Bue dredges out a phrase book from a box of treasured possessions. Baatar hands it to me. “Now Baatar can talk to you and you can talk to Baatar,” he says.

Travel anywhere is infinitely richer if you can manage a bit of the language, and as most rural Mongolians speak no English at all, that’s especially true in rural Mongolia.

After Chinese, most languages come to seem blessedly simple. Zac and I met an academic linguist at the Mongolian Embassy in Hohhot, so we know that Mongolian has eight cases, that verbs change for aspect (like in Turkish — you’ll use one form of the verb for something you’ve heard about and one for something you’ve seen with your own eyes) and tense but not for person, that the adjective comes before the noun and that the verb comes at the end of the sentence. Mercifully, adjectives don’t have to agree.

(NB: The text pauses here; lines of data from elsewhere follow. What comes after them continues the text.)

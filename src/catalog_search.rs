//! # Catalog Search Module
//!
//! The query core of the bot: paginated catalog listing, the two-tier
//! fuzzy/substring price lookup and the product detail fetch, all running
//! against a [`CatalogStore`].
//!
//! The price lookup tries trigram similarity first and only falls back to
//! substring matching when similarity produced nothing or is unavailable.
//! That distinction (`Empty` vs `Failed`) is kept visible in
//! [`SearchTier`] even though both resolve to the same fallback, so the
//! policy stays testable.

use std::sync::Arc;
use tracing::{debug, warn};

use crate::catalog_store::{CatalogStore, StoreError};
use crate::config::MAX_PRICE_RESULTS;
use crate::product_model::{PriceQuote, ProductDetail, ProductSummary};

/// Outcome of a paginated listing request.
///
/// A store failure is carried as its own variant rather than collapsed
/// into an empty page; the bot layer chooses how to render it (today:
/// the same "no products" message the empty page gets).
#[derive(Debug)]
pub enum ListOutcome {
    Page {
        /// Matching rows across all pages
        total: i64,
        /// The requested page window, possibly empty past the last page
        rows: Vec<ProductSummary>,
    },
    Failed(StoreError),
}

impl ListOutcome {
    /// The rows to render; a failed listing renders like an empty one.
    pub fn rows(&self) -> &[ProductSummary] {
        match self {
            ListOutcome::Page { rows, .. } => rows,
            ListOutcome::Failed(_) => &[],
        }
    }

    pub fn total(&self) -> i64 {
        match self {
            ListOutcome::Page { total, .. } => *total,
            ListOutcome::Failed(_) => 0,
        }
    }
}

/// Result of the primary (similarity) lookup tier
#[derive(Debug)]
pub enum SearchTier {
    /// Similarity search matched; the fallback must not run
    Hits(Vec<PriceQuote>),
    /// Similarity search ran but matched nothing
    Empty,
    /// Similarity search itself failed (e.g. missing `pg_trgm`)
    Failed(StoreError),
}

/// Zero-based row offset of a page window; pages below 1 behave as page 1.
/// Saturates instead of overflowing for absurd page numbers, which the
/// command grammar accepts as long as they fit an i64.
pub fn page_offset(page: i64, page_size: i64) -> i64 {
    page.max(1).saturating_sub(1).saturating_mul(page_size)
}

/// Highest page number for a result count, never less than 1.
pub fn last_page(total: i64, page_size: i64) -> i64 {
    if page_size <= 0 {
        return 1;
    }
    ((total + page_size - 1) / page_size).max(1)
}

/// Catalog query service bound to one store client
pub struct CatalogSearchService<S> {
    store: Arc<S>,
}

impl<S: CatalogStore> CatalogSearchService<S> {
    pub fn new(store: Arc<S>) -> Self {
        Self { store }
    }

    /// Fetch one page of the catalog listing.
    ///
    /// `query` filters by case-insensitive name substring, `category` by
    /// case-insensitive exact match; either may be empty to skip the
    /// filter. Pages past the end come back as an empty row set with the
    /// real total, so callers can still compute the last page.
    pub async fn list_page(
        &self,
        query: &str,
        category: &str,
        page: i64,
        page_size: i64,
    ) -> ListOutcome {
        let page = page.max(1);
        let offset = page_offset(page, page_size);

        let total = match self.store.count_products(query, category).await {
            Ok(total) => total,
            Err(e) => {
                warn!(error = %e, query, category, "Catalog count failed");
                return ListOutcome::Failed(e);
            }
        };

        match self
            .store
            .list_products(query, category, page_size, offset)
            .await
        {
            Ok(rows) => ListOutcome::Page { total, rows },
            Err(e) => {
                warn!(error = %e, query, category, page, "Catalog listing failed");
                ListOutcome::Failed(e)
            }
        }
    }

    /// Price lookup: similarity search first, substring fallback second.
    ///
    /// The fallback runs only when the primary tier produced no rows,
    /// whether because nothing scored above `threshold` or because the
    /// similarity capability itself failed. Errors never surface to the
    /// caller; the worst outcome is an empty list. Results are capped at
    /// [`MAX_PRICE_RESULTS`].
    pub async fn find_prices(&self, name: &str, pack: &str, threshold: f32) -> Vec<PriceQuote> {
        let name = name.trim();
        let pack = pack.trim();

        match self.similarity_tier(name, pack, threshold).await {
            SearchTier::Hits(rows) => rows,
            SearchTier::Empty => {
                debug!(name, "Similarity search matched nothing, trying substring");
                self.substring_tier(name, pack).await
            }
            SearchTier::Failed(e) => {
                warn!(error = %e, name, "Similarity search unavailable, trying substring");
                self.substring_tier(name, pack).await
            }
        }
    }

    /// Run the primary similarity tier and report how it went.
    pub async fn similarity_tier(&self, name: &str, pack: &str, threshold: f32) -> SearchTier {
        match self.store.lookup_similar(name, pack, threshold).await {
            Ok(rows) if rows.is_empty() => SearchTier::Empty,
            Ok(mut rows) => {
                rows.truncate(MAX_PRICE_RESULTS);
                SearchTier::Hits(rows)
            }
            Err(e) => SearchTier::Failed(e),
        }
    }

    async fn substring_tier(&self, name: &str, pack: &str) -> Vec<PriceQuote> {
        match self.store.lookup_substring(name, pack).await {
            Ok(mut rows) => {
                rows.truncate(MAX_PRICE_RESULTS);
                rows
            }
            Err(e) => {
                warn!(error = %e, name, "Substring lookup failed");
                Vec::new()
            }
        }
    }

    /// Fetch and assemble the detail view for one product id.
    ///
    /// `Ok(None)` means the id does not exist; a store failure propagates
    /// so callers can tell "not found" from "store unreachable".
    pub async fn product_detail(&self, id: i64) -> Result<Option<ProductDetail>, StoreError> {
        let product = self.store.fetch_product(id).await?;
        Ok(product.as_ref().map(ProductDetail::from_product))
    }
}

#[cfg(test)]
mod tests {
    use super::*;

    #[test]
    fn test_page_offset() {
        assert_eq!(page_offset(1, 5), 0);
        assert_eq!(page_offset(3, 5), 10);
        // Pages below 1 behave as page 1
        assert_eq!(page_offset(0, 5), 0);
        assert_eq!(page_offset(-2, 5), 0);
    }

    #[test]
    fn test_page_offset_saturates_on_huge_pages() {
        assert_eq!(page_offset(i64::MAX, 5), i64::MAX);
        assert_eq!(page_offset(i64::MAX, 1), i64::MAX - 1);
    }

    #[test]
    fn test_last_page() {
        assert_eq!(last_page(0, 5), 1);
        assert_eq!(last_page(1, 5), 1);
        assert_eq!(last_page(5, 5), 1);
        assert_eq!(last_page(6, 5), 2);
        assert_eq!(last_page(12, 5), 3);
        assert_eq!(last_page(15, 5), 3);
    }

    #[test]
    fn test_last_page_degenerate_page_size() {
        assert_eq!(last_page(10, 0), 1);
    }
}
//! UI Builder module for catalog list messages and inline keyboards

use teloxide::types::{InlineKeyboardButton, InlineKeyboardMarkup};

use crate::bot::callback_data::CallbackData;
use crate::catalog_search::{last_page, page_offset};
use crate::command_parser::CatalogArgs;
use crate::formatting::rupiah;
use crate::product_model::ProductSummary;

/// Format one page of the catalog listing as plain text.
///
/// Rows are numbered with their absolute position in the full result set
/// so the numbering keeps counting across pages, and the active filters
/// are echoed in the header.
pub fn catalog_page_body(args: &CatalogArgs, rows: &[ProductSummary], page_size: i64) -> String {
    let start = page_offset(args.page, page_size).saturating_add(1);

    let mut header_bits = Vec::new();
    if !args.query.is_empty() {
        header_bits.push(format!("filter nama: {}", args.query));
    }
    if !args.category.is_empty() {
        header_bits.push(format!("kategori: {}", args.category));
    }
    let header = if header_bits.is_empty() {
        "Daftar Produk".to_string()
    } else {
        format!("Daftar Produk ({})", header_bits.join(" | "))
    };

    let lines: Vec<String> = rows
        .iter()
        .enumerate()
        .map(|(i, row)| {
            format!(
                "{}. {} — {} — {}",
                start.saturating_add(i as i64),
                row.name,
                row.pack,
                rupiah(row.price)
            )
        })
        .collect();

    format!("{header}\n{}", lines.join("\n"))
}

/// Build the inline keyboard for a catalog page: a row of detail buttons
/// plus a navigation row with the page indicator and conditional
/// Prev/Next buttons.
pub fn catalog_keyboard(
    args: &CatalogArgs,
    rows: &[ProductSummary],
    total: i64,
    page_size: i64,
) -> InlineKeyboardMarkup {
    let start = page_offset(args.page, page_size).saturating_add(1);
    let last = last_page(total, page_size);

    let detail_row: Vec<InlineKeyboardButton> = rows
        .iter()
        .enumerate()
        .map(|(i, row)| {
            InlineKeyboardButton::callback(
                format!("Detail {}", start.saturating_add(i as i64)),
                CallbackData::Product { id: row.id }.encode(),
            )
        })
        .collect();

    let mut nav_row = Vec::new();
    if args.page > 1 {
        nav_row.push(InlineKeyboardButton::callback(
            "« Prev",
            CallbackData::Page(CatalogArgs {
                page: args.page - 1,
                ..args.clone()
            })
            .encode(),
        ));
    }
    nav_row.push(InlineKeyboardButton::callback(
        format!("{}/{}", args.page, last),
        CallbackData::Noop.encode(),
    ));
    if args.page < last {
        nav_row.push(InlineKeyboardButton::callback(
            "Next »",
            CallbackData::Page(CatalogArgs {
                page: args.page + 1,
                ..args.clone()
            })
            .encode(),
        ));
    }

    InlineKeyboardMarkup::new(vec![detail_row, nav_row])
}

#[cfg(test)]
mod tests {
    use super::*;
    use teloxide::types::InlineKeyboardButtonKind;

    fn row(id: i64, name: &str, pack: &str, price: i64) -> ProductSummary {
        ProductSummary {
            id,
            name: name.to_string(),
            pack: pack.to_string(),
            price,
            category: String::new(),
            subcategory: String::new(),
        }
    }

    fn args(query: &str, category: &str, page: i64) -> CatalogArgs {
        CatalogArgs {
            query: query.to_string(),
            category: category.to_string(),
            page,
        }
    }

    fn callback_payload(button: &InlineKeyboardButton) -> &str {
        match &button.kind {
            InlineKeyboardButtonKind::CallbackData(data) => data,
            other => panic!("expected callback button, got {other:?}"),
        }
    }

    #[test]
    fn test_body_plain_header_without_filters() {
        let body = catalog_page_body(&args("", "", 1), &[row(1, "Vita Stress", "100g", 15000)], 5);
        assert!(body.starts_with("Daftar Produk\n"));
        assert!(body.contains("1. Vita Stress — 100g — Rp15.000"));
    }

    #[test]
    fn test_body_header_echoes_filters() {
        let body = catalog_page_body(&args("vita", "Peternakan", 1), &[], 5);
        assert!(body.starts_with("Daftar Produk (filter nama: vita | kategori: Peternakan)"));
    }

    #[test]
    fn test_body_numbering_continues_across_pages() {
        let rows = [row(9, "Wormectin", "5ml", 9000)];
        let body = catalog_page_body(&args("", "", 3), &rows, 5);
        assert!(body.contains("11. Wormectin — 5ml — Rp9.000"));
    }

    #[test]
    fn test_keyboard_first_page_has_no_prev() {
        let rows = [row(7, "Vita Stress", "100g", 15000)];
        let keyboard = catalog_keyboard(&args("vita", "", 1), &rows, 12, 5);

        let detail_row = &keyboard.inline_keyboard[0];
        assert_eq!(detail_row.len(), 1);
        assert_eq!(detail_row[0].text, "Detail 1");
        assert_eq!(callback_payload(&detail_row[0]), "product:7");

        let nav_row = &keyboard.inline_keyboard[1];
        let texts: Vec<&str> = nav_row.iter().map(|b| b.text.as_str()).collect();
        assert_eq!(texts, vec!["1/3", "Next »"]);
        assert_eq!(callback_payload(&nav_row[1]), "page:2:vita:");
    }

    #[test]
    fn test_keyboard_last_page_has_no_next() {
        let rows = [row(7, "Wormectin", "5ml", 9000)];
        let keyboard = catalog_keyboard(&args("", "vaccine", 3), &rows, 12, 5);

        let nav_row = &keyboard.inline_keyboard[1];
        let texts: Vec<&str> = nav_row.iter().map(|b| b.text.as_str()).collect();
        assert_eq!(texts, vec!["« Prev", "3/3"]);
        assert_eq!(callback_payload(&nav_row[0]), "page:2::vaccine");
        assert_eq!(callback_payload(&nav_row[1]), "noop");
    }

    #[test]
    fn test_keyboard_middle_page_has_both() {
        let rows = [row(1, "A", "x", 1)];
        let keyboard = catalog_keyboard(&args("", "", 2), &rows, 12, 5);
        let nav_row = &keyboard.inline_keyboard[1];
        assert_eq!(nav_row.len(), 3);
    }
}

There are a few weird sounds in the language, but nothing that strains the face muscles in the way that Chinese tones and sibilants do. And, because it’s written in Cyrillic, we’ve been picking up words from signs along the way (easy enough to do in a substantially phonetic language with 30-odd lower case letters and 30-odd upper case letters, as opposed to a language with thousands upon thousands of barely-phonetic-at-all characters).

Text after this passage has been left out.